This polygamous relationship produced conflict, grief & pain for all involved.)
Isaac, the some of promise - only one wife (Rebekah) - Gen. 24:67.
Esau deliberately entered polygamy, which marriages brought grief to Isaac and Rebekah - Gen. 26:34-35.
Jacob stumbled into polygamy through the deceit of Laban - Gen. 29:18, 27-28.
Envy of Rachel & Leah led to his taking Bilhah & Zilpah as wives - Gen. 30:1-13.
Jealousy, competition, conflict, hatred and deception resulted from these polygamous marriages! I do remind you Jacob's uncle was a pagan who worshipped false gods. Thus polygamy may be from pagan traditions.




Eph. 3:20 said:
Check Hebrews 11 to see how the faith of those polygamous men is comended and held up to all as our example.
David - Family life filled with turmoil (Amnon & Tamar; Absalom murdered Amnon and tried to usurp the throne, took his father's wives in public). God called him a bloody man and prophecied curses against him.
Solomon - 700 wives and 300 concubines (secondary wives) - They turned his heart away from God unto idols. His kingship threatened by god to be destroyed.
Kings of Israel were told to not practice polygamy - - Deut. 17:17


Monogamy Is The Rule For Marriage Which God Intended "From The Beginning" - Matt. 19:4-6; 1 Cor. 7:2 (Eph. 5:22-32).
Yeshua emphasizes "not two but one"twice Matt. 19:4-6

Eph. 3:20 said:
Yes it does, but the word used to describe that oneness is Echad (Heb.) which is not one as in "singular" or numerically, it is one in regard to unity. It is the same "one" that is used in the text " Hear, O Israel: The LORD our God is one LORD". So the word lends itself to plurality.
Read above. Matt. 19:4-6

Eph. 3:20 said:
This is why there were never any charges brought against the OT saints...they were doing nothing wrong!!!!
God tolerated polygamy, but I haven't found a single polygamy marriage in the bible which didn't lead to trouble. If you find any, please let me know.
About doing nothing wrong, please read above about god's curse on David.
[/QUOTEAnd when God told David "I would have given you more", who are we to say that He would not say the same now? He has given us no indication as such.[/QUOTE]
He would have given David more WEALTH and POWER, not women, as you're misquoting. He would have given him more if he did not use polygamy as an excuse for adultery.

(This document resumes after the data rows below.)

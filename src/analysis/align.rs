use crate::data_structures::PriceSample;
use chrono::NaiveDate;
use std::collections::HashMap;

/// Pairs a stock's closes with an index's closes on matching trading dates.
///
/// Builds a date lookup over the index series, then walks the stock series
/// in order, keeping only dates present in both. Days missing from either
/// side (holidays, listing gaps, upstream dropouts) are discarded; nothing
/// is interpolated. The two returned vectors have equal length and share
/// positional date order.
pub fn align_closes(stock: &[PriceSample], index: &[PriceSample]) -> (Vec<f64>, Vec<f64>) {
    let index_by_date: HashMap<NaiveDate, f64> =
        index.iter().map(|s| (s.date, s.close)).collect();

    let mut stock_closes = Vec::with_capacity(stock.len());
    let mut index_closes = Vec::with_capacity(stock.len());
    for sample in stock {
        if let Some(&index_close) = index_by_date.get(&sample.date) {
            stock_closes.push(sample.close);
            index_closes.push(index_close);
        }
    }

    (stock_closes, index_closes)
}
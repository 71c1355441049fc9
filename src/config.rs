use serde::{Deserialize, Serialize};
use std::env;
use std::fs;
use std::sync::Arc;
use std::time::Duration;

// Tokyo Stock Exchange session window, used to pick the history-cache TTL
#[derive(Clone, Debug, Serialize, Deserialize)]
pub struct MarketSessionConfig {
    pub start_hour: u32,     // e.g., 9 for the 9:00 open
    pub end_hour: u32,       // e.g., 15 for the 15:00 close
    pub timezone: String,    // e.g., "Asia/Tokyo"
    pub weekdays_only: bool, // true for Monday-Friday only
}

impl Default for MarketSessionConfig {
    fn default() -> Self {
        Self {
            start_hour: 9,
            end_hour: 15,
            timezone: "Asia/Tokyo".to_string(),
            weekdays_only: true,
        }
    }
}

// YAML-serializable configuration structure
#[derive(Serialize, Deserialize, Debug)]
pub struct ConfigYaml {
    pub market_index_code: Option<String>,
    pub jquants_base_url: Option<String>,
    pub jquants_refresh_token: Option<String>,
    pub jquants_rate_limit_per_minute: Option<u32>,
    pub csv_data_dir: Option<String>,
    pub session_cache_ttl_secs: Option<u64>,
    pub off_session_cache_ttl_secs: Option<u64>,
    pub market_session: Option<MarketSessionConfig>,
    pub environment: String,
    pub port: u16,
}

// Holds application-wide settings
#[derive(Clone)]
pub struct AppConfig {
    pub market_index_code: String,
    pub jquants_base_url: String,
    pub jquants_refresh_token: Option<String>,
    pub jquants_rate_limit_per_minute: u32,
    pub csv_data_dir: Option<String>,
    pub session_cache_ttl: Duration,
    pub off_session_cache_ttl: Duration,
    pub market_session: MarketSessionConfig,
    pub environment: String,
    pub port: u16,
}

pub type SharedAppConfig = Arc<AppConfig>;

// "0000" is the J-Quants code for TOPIX
const DEFAULT_MARKET_INDEX_CODE: &str = "0000";
const DEFAULT_JQUANTS_BASE_URL: &str = "https://api.jquants.com/v1/";

impl AppConfig {
    // Load configuration from YAML file or environment variables
    pub fn load() -> Self {
        // Check for CONFIG_FILE environment variable first
        if let Ok(config_file) = env::var("CONFIG_FILE") {
            Self::from_yaml(&config_file)
        } else {
            Self::from_env()
        }
    }

    // Load configuration from YAML file
    pub fn from_yaml(file_path: &str) -> Self {
        let yaml_content = fs::read_to_string(file_path)
            .unwrap_or_else(|e| panic!("Failed to read config file {}: {}", file_path, e));

        let yaml_config: ConfigYaml = serde_yaml::from_str(&yaml_content)
            .unwrap_or_else(|e| panic!("Failed to parse YAML config: {}", e));

        Self {
            market_index_code: yaml_config
                .market_index_code
                .unwrap_or_else(|| DEFAULT_MARKET_INDEX_CODE.to_string()),
            jquants_base_url: yaml_config
                .jquants_base_url
                .unwrap_or_else(|| DEFAULT_JQUANTS_BASE_URL.to_string()),
            jquants_refresh_token: yaml_config.jquants_refresh_token,
            jquants_rate_limit_per_minute: yaml_config.jquants_rate_limit_per_minute.unwrap_or(60),
            csv_data_dir: yaml_config.csv_data_dir,
            session_cache_ttl: Duration::from_secs(yaml_config.session_cache_ttl_secs.unwrap_or(300)),
            off_session_cache_ttl: Duration::from_secs(
                yaml_config.off_session_cache_ttl_secs.unwrap_or(21_600),
            ),
            market_session: yaml_config.market_session.unwrap_or_default(),
            environment: yaml_config.environment,
            port: yaml_config.port,
        }
    }

    // Load all configuration from environment variables
    pub fn from_env() -> Self {
        dotenvy::dotenv().ok(); // Load .env file if present

        let market_index_code = env::var("MARKET_INDEX_CODE")
            .unwrap_or_else(|_| DEFAULT_MARKET_INDEX_CODE.to_string());

        let jquants_base_url = env::var("JQUANTS_BASE_URL")
            .unwrap_or_else(|_| DEFAULT_JQUANTS_BASE_URL.to_string());

        let jquants_refresh_token = env::var("JQUANTS_REFRESH_TOKEN").ok();

        let jquants_rate_limit_per_minute = env::var("JQUANTS_RATE_LIMIT_PER_MINUTE")
            .ok()
            .and_then(|s| s.parse().ok())
            .unwrap_or(60);

        let csv_data_dir = env::var("CSV_DATA_DIR").ok();

        let session_cache_ttl_secs = env::var("SESSION_CACHE_TTL")
            .ok()
            .and_then(|s| s.parse().ok())
            .unwrap_or(300); // Default to 5 minutes while the session is open

        let off_session_cache_ttl_secs = env::var("OFF_SESSION_CACHE_TTL")
            .ok()
            .and_then(|s| s.parse().ok())
            .unwrap_or(21_600); // Default to 6 hours outside the session

        let environment = env::var("ENVIRONMENT")
            .unwrap_or_else(|_| "development".to_string());

        let port = env::var("PORT")
            .ok()
            .and_then(|s| s.parse().ok())
            .unwrap_or(8888); // Default to 8888

        Self {
            market_index_code,
            jquants_base_url,
            jquants_refresh_token,
            jquants_rate_limit_per_minute,
            csv_data_dir,
            session_cache_ttl: Duration::from_secs(session_cache_ttl_secs),
            off_session_cache_ttl: Duration::from_secs(off_session_cache_ttl_secs),
            market_session: MarketSessionConfig::default(),
            environment,
            port,
        }
    }
}

#[cfg(test)]
mod tests {
    use super::*;

    #[test]
    fn test_yaml_config_parsing() {
        let yaml = r#"
market_index_code: "0000"
csv_data_dir: "./data"
session_cache_ttl_secs: 60
environment: "development"
port: 9000
"#;
        let parsed: ConfigYaml = serde_yaml::from_str(yaml).unwrap();
        assert_eq!(parsed.market_index_code.as_deref(), Some("0000"));
        assert_eq!(parsed.csv_data_dir.as_deref(), Some("./data"));
        assert_eq!(parsed.session_cache_ttl_secs, Some(60));
        assert!(parsed.jquants_refresh_token.is_none());
        assert_eq!(parsed.port, 9000);
    }

    #[test]
    fn test_default_market_session_is_tokyo() {
        let session = MarketSessionConfig::default();
        assert_eq!(session.timezone, "Asia/Tokyo");
        assert_eq!(session.start_hour, 9);
        assert_eq!(session.end_hour, 15);
        assert!(session.weekdays_only);
    }
}
use crate::config::MarketSessionConfig;
use chrono::{Datelike, NaiveDate, Timelike, Utc, Weekday};
use chrono_tz::Tz;
use serde::{Deserialize, Serialize};
use std::collections::HashMap;
use std::fmt;
use std::time::{Duration, Instant};

// --- Core Data Structures ---

/// One trading day's closing price for one instrument.
#[derive(Clone, Debug, PartialEq, Serialize, Deserialize)]
pub struct PriceSample {
    pub date: NaiveDate,
    pub close: f64,
}

/// Lookback windows accepted by the beta endpoint.
#[derive(Clone, Copy, Debug, PartialEq, Eq, Hash, Serialize, Deserialize)]
pub enum Period {
    #[serde(rename = "1M")]
    OneMonth,
    #[serde(rename = "3M")]
    ThreeMonths,
    #[serde(rename = "6M")]
    SixMonths,
    #[serde(rename = "1Y")]
    OneYear,
    #[serde(rename = "2Y")]
    TwoYears,
}

impl Period {
    pub fn as_str(&self) -> &'static str {
        match self {
            Period::OneMonth => "1M",
            Period::ThreeMonths => "3M",
            Period::SixMonths => "6M",
            Period::OneYear => "1Y",
            Period::TwoYears => "2Y",
        }
    }

    /// Calendar days covered by the window, weekends and holidays included.
    pub fn lookback_days(&self) -> i64 {
        match self {
            Period::OneMonth => 31,
            Period::ThreeMonths => 93,
            Period::SixMonths => 186,
            Period::OneYear => 366,
            Period::TwoYears => 731,
        }
    }

    pub fn start_date(&self, today: NaiveDate) -> NaiveDate {
        today - chrono::Duration::days(self.lookback_days())
    }
}

impl Default for Period {
    fn default() -> Self {
        Period::OneYear
    }
}

impl fmt::Display for Period {
    fn fmt(&self, f: &mut fmt::Formatter<'_>) -> fmt::Result {
        f.write_str(self.as_str())
    }
}

// --- History Cache ---

#[derive(Clone, Debug)]
pub struct CachedHistory {
    pub fetched_at: Instant,
    pub samples: Vec<PriceSample>,
}

/// In-memory cache of fetched price series, keyed by instrument code and
/// lookback window. Entries expire by age; the TTL is supplied per lookup so
/// it can track the market session.
#[derive(Default)]
pub struct HistoryCache {
    entries: HashMap<(String, Period), CachedHistory>,
}

impl HistoryCache {
    pub fn new() -> Self {
        Self {
            entries: HashMap::new(),
        }
    }

    pub fn get(&self, code: &str, period: Period, ttl: Duration) -> Option<Vec<PriceSample>> {
        let entry = self.entries.get(&(code.to_string(), period))?;
        if entry.fetched_at.elapsed() < ttl {
            Some(entry.samples.clone())
        } else {
            None
        }
    }

    pub fn insert(&mut self, code: String, period: Period, samples: Vec<PriceSample>) {
        self.entries.insert(
            (code, period),
            CachedHistory {
                fetched_at: Instant::now(),
                samples,
            },
        );
    }
}

// --- Market Session Utility Functions ---

pub fn is_within_market_session(config: &MarketSessionConfig) -> bool {
    // Parse timezone
    let tz: Tz = match config.timezone.parse() {
        Ok(tz) => tz,
        Err(e) => {
            tracing::warn!("Failed to parse timezone '{}': {}", config.timezone, e);
            return false; // Treat as closed if the timezone is unparseable
        }
    };

    // Get current time in the exchange's timezone
    let now_utc = Utc::now();
    let now_local = now_utc.with_timezone(&tz);

    // Check weekday if weekdays_only is true
    if config.weekdays_only {
        match now_local.weekday() {
            Weekday::Sat | Weekday::Sun => {
                return false; // Weekend - market closed
            }
            _ => {
                // Continue to hour check
            }
        }
    }

    // Check hour range
    let current_hour = now_local.hour();
    current_hour >= config.start_hour && current_hour < config.end_hour
}

/// Short TTL while Tokyo is trading, long TTL once the day's closes are fixed.
pub fn current_cache_ttl(
    config: &MarketSessionConfig,
    session_ttl: Duration,
    off_session_ttl: Duration,
) -> Duration {
    if is_within_market_session(config) {
        session_ttl
    } else {
        off_session_ttl
    }
}

#[cfg(test)]
mod tests {
    use super::*;

    fn sample(date: &str, close: f64) -> PriceSample {
        PriceSample {
            date: date.parse().unwrap(),
            close,
        }
    }

    #[test]
    fn test_period_wire_tokens() {
        let period: Period = serde_json::from_str("\"3M\"").unwrap();
        assert_eq!(period, Period::ThreeMonths);
        assert_eq!(serde_json::to_string(&Period::OneYear).unwrap(), "\"1Y\"");
        assert!(serde_json::from_str::<Period>("\"7D\"").is_err());
    }

    #[test]
    fn test_period_default_is_one_year() {
        assert_eq!(Period::default(), Period::OneYear);
    }

    #[test]
    fn test_period_lookbacks_are_ordered() {
        let periods = [
            Period::OneMonth,
            Period::ThreeMonths,
            Period::SixMonths,
            Period::OneYear,
            Period::TwoYears,
        ];
        for pair in periods.windows(2) {
            assert!(pair[0].lookback_days() < pair[1].lookback_days());
        }
    }

    #[test]
    fn test_period_start_date() {
        let today: NaiveDate = "2025-08-01".parse().unwrap();
        assert_eq!(
            Period::OneMonth.start_date(today),
            "2025-07-01".parse::<NaiveDate>().unwrap()
        );
    }

    #[test]
    fn test_cache_hit_within_ttl() {
        let mut cache = HistoryCache::new();
        cache.insert(
            "7203".to_string(),
            Period::OneYear,
            vec![sample("2025-08-01", 2500.0)],
        );
        let hit = cache.get("7203", Period::OneYear, Duration::from_secs(60));
        assert_eq!(hit.unwrap().len(), 1);
    }

    #[test]
    fn test_cache_expires_and_misses() {
        let mut cache = HistoryCache::new();
        cache.insert(
            "7203".to_string(),
            Period::OneYear,
            vec![sample("2025-08-01", 2500.0)],
        );
        // Zero TTL means every entry is already stale
        assert!(cache.get("7203", Period::OneYear, Duration::ZERO).is_none());
        // Different period is a distinct key
        assert!(
            cache
                .get("7203", Period::OneMonth, Duration::from_secs(60))
                .is_none()
        );
    }

    #[test]
    fn test_unparseable_timezone_counts_as_closed() {
        let config = MarketSessionConfig {
            timezone: "Mars/Olympus_Mons".to_string(),
            ..MarketSessionConfig::default()
        };
        assert!(!is_within_market_session(&config));
    }
}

Overall, The Law of the convenent in the OT discouraged polygamy (Limited to the wealthy - Exo. 21:10; Deut. 21:15-16. The cost of polygamous marriages would necessarily limit and lessen the practice.), and you would realize that aside from Abraham, Jacob, the kings and some others, all the rest of the people in the bible had one wife, including the old testament. In the new testament I couldn't find any polygamous Christians. If you found any, I'm sorry ,I want to know and be corrected of any mistakes.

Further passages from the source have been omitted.